** Entries shown follows **
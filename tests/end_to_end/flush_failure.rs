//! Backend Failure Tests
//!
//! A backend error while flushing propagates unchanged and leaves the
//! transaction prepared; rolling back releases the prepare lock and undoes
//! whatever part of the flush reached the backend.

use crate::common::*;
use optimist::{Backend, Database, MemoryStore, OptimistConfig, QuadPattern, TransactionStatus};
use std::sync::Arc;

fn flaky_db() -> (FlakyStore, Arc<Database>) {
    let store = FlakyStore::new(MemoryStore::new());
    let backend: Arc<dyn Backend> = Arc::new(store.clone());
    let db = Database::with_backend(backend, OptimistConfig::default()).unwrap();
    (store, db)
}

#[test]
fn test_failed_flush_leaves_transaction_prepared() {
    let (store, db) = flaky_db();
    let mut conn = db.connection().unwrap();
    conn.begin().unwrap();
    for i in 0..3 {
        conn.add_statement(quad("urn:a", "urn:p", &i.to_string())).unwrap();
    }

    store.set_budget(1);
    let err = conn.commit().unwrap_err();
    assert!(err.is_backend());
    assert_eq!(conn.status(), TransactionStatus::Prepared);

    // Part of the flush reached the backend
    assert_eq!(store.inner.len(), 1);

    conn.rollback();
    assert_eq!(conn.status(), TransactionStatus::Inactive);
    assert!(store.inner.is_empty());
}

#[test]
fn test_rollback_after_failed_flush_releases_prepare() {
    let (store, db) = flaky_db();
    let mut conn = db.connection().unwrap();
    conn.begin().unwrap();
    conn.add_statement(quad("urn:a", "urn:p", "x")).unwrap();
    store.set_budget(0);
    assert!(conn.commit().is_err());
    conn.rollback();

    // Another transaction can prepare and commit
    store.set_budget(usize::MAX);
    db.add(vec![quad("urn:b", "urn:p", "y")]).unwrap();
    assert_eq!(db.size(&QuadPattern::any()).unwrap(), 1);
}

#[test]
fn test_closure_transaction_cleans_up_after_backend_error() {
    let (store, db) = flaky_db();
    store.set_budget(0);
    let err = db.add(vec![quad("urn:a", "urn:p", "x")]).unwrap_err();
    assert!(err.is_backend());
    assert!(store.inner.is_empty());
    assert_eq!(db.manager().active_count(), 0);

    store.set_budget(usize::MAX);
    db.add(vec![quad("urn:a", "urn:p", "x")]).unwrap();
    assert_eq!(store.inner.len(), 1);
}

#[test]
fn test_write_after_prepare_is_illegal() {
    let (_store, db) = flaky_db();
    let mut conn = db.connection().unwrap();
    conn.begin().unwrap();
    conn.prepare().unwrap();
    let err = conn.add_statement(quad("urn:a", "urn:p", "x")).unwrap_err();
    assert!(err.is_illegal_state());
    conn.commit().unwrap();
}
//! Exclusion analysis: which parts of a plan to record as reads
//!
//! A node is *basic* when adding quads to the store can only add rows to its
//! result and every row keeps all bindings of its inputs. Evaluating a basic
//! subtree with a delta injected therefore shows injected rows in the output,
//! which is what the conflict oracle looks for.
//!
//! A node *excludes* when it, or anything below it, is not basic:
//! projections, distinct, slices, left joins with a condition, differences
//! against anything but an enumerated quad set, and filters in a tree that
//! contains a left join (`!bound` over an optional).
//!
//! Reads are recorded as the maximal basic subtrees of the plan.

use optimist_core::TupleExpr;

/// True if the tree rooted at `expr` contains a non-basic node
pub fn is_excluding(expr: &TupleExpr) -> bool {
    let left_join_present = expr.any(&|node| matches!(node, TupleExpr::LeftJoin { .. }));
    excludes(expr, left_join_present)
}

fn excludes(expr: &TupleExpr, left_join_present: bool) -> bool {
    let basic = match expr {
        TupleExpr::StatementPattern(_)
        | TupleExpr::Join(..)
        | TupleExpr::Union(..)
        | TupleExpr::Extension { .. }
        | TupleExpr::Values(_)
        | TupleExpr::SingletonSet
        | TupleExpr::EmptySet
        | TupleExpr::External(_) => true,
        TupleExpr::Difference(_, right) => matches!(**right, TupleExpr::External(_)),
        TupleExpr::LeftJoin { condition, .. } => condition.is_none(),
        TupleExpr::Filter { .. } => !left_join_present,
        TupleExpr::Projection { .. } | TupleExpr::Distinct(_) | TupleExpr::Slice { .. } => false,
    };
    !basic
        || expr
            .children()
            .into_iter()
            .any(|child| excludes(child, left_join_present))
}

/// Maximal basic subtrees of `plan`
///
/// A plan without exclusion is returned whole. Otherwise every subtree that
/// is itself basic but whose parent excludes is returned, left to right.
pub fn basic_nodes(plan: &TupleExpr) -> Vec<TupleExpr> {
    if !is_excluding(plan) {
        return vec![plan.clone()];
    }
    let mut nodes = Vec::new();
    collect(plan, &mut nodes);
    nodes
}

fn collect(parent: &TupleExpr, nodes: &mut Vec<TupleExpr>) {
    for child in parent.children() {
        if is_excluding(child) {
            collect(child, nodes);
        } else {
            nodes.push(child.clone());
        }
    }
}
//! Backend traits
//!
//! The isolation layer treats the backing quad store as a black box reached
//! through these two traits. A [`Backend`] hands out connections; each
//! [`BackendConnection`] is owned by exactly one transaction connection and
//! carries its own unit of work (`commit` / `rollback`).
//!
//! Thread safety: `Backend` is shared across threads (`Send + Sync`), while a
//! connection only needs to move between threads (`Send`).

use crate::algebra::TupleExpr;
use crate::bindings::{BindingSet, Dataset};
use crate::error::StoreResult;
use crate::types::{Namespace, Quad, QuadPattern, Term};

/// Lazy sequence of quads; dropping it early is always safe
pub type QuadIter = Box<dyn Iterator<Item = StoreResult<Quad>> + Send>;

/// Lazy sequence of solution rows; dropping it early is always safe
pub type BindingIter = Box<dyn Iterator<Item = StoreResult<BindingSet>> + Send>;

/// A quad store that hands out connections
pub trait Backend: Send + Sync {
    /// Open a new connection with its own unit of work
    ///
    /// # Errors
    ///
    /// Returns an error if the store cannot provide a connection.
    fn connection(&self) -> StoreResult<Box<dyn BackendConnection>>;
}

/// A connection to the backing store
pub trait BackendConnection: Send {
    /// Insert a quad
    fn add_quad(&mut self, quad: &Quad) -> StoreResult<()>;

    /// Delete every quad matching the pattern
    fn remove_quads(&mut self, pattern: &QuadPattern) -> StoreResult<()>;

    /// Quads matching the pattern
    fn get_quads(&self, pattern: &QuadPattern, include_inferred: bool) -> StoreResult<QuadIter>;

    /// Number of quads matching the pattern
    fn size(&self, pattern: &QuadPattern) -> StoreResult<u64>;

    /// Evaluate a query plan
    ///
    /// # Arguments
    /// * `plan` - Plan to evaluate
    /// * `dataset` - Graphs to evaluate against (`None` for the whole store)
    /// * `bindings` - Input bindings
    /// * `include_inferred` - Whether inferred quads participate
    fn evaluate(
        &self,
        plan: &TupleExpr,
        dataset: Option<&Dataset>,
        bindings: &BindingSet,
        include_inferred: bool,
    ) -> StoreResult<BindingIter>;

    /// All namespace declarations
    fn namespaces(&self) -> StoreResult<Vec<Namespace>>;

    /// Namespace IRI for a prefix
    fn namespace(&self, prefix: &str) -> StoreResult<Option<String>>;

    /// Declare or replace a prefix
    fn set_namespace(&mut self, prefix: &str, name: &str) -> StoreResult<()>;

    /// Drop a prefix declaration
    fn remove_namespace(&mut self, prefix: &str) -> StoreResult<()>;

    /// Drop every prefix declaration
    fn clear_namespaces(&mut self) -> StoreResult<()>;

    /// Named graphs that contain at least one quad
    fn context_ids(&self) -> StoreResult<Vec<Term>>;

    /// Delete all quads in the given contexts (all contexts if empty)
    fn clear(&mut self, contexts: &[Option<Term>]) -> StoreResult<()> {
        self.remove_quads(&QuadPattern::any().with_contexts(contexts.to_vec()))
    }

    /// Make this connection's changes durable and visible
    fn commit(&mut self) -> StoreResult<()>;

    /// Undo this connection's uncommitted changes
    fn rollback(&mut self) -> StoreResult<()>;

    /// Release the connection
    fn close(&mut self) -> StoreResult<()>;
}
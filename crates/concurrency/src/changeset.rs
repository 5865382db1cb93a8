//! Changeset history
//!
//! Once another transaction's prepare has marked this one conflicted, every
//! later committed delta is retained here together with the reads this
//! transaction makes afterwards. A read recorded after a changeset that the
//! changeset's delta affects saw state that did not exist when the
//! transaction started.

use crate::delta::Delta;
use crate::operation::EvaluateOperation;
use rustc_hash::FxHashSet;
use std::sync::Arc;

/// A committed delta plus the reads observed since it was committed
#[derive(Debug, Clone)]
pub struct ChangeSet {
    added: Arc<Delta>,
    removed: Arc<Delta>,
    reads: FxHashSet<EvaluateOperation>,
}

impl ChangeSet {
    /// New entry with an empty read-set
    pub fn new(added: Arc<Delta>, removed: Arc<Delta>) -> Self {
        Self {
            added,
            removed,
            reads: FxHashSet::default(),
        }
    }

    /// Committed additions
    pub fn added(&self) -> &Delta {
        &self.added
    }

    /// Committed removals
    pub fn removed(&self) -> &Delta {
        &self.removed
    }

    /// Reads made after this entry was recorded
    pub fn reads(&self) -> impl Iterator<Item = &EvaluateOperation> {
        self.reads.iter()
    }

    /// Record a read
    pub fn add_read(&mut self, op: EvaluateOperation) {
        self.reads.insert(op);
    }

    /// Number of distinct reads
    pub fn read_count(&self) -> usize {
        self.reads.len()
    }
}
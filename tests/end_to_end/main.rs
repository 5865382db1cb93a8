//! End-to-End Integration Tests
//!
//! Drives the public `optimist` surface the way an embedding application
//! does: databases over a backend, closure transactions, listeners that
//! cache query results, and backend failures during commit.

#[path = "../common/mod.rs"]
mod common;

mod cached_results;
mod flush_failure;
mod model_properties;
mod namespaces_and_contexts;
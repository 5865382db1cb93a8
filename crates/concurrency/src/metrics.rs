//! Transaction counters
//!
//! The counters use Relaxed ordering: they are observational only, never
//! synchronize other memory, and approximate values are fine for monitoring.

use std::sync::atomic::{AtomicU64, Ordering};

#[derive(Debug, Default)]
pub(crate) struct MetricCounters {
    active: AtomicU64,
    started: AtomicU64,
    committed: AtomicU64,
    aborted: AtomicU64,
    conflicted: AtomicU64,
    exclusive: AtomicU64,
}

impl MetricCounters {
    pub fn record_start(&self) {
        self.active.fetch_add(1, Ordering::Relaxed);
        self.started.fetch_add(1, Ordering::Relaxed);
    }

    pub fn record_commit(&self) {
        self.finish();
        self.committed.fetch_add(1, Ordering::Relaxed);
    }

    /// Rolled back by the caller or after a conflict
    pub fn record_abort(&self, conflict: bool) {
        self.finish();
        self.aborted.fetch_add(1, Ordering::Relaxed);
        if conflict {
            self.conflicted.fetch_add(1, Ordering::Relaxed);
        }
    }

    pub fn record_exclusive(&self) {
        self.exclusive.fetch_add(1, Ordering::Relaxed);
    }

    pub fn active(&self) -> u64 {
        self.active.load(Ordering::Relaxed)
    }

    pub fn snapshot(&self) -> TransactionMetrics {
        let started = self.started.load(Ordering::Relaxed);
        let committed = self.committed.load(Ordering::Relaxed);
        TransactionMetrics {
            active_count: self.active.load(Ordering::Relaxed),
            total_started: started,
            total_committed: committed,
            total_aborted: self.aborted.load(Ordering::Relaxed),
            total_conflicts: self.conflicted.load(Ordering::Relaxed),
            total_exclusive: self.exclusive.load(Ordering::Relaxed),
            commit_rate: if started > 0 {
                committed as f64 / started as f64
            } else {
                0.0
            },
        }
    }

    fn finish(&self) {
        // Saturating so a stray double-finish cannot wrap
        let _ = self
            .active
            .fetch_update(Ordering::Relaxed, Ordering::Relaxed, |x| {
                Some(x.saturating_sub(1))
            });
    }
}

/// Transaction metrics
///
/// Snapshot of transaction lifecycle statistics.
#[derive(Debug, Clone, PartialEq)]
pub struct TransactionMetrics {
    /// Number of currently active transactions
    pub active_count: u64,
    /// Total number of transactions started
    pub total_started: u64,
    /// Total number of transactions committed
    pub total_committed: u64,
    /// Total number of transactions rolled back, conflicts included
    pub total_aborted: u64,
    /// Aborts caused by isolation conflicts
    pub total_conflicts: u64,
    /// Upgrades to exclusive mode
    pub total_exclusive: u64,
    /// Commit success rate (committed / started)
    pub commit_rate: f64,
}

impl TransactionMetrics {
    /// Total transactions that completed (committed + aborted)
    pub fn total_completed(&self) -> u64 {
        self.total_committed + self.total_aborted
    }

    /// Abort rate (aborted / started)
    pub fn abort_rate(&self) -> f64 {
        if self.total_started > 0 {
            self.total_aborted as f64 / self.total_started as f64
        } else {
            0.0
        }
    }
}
** End of Entries shown **
How many lines in these entries hold the string "contains"? Answer with the number alone.

The completed task:
2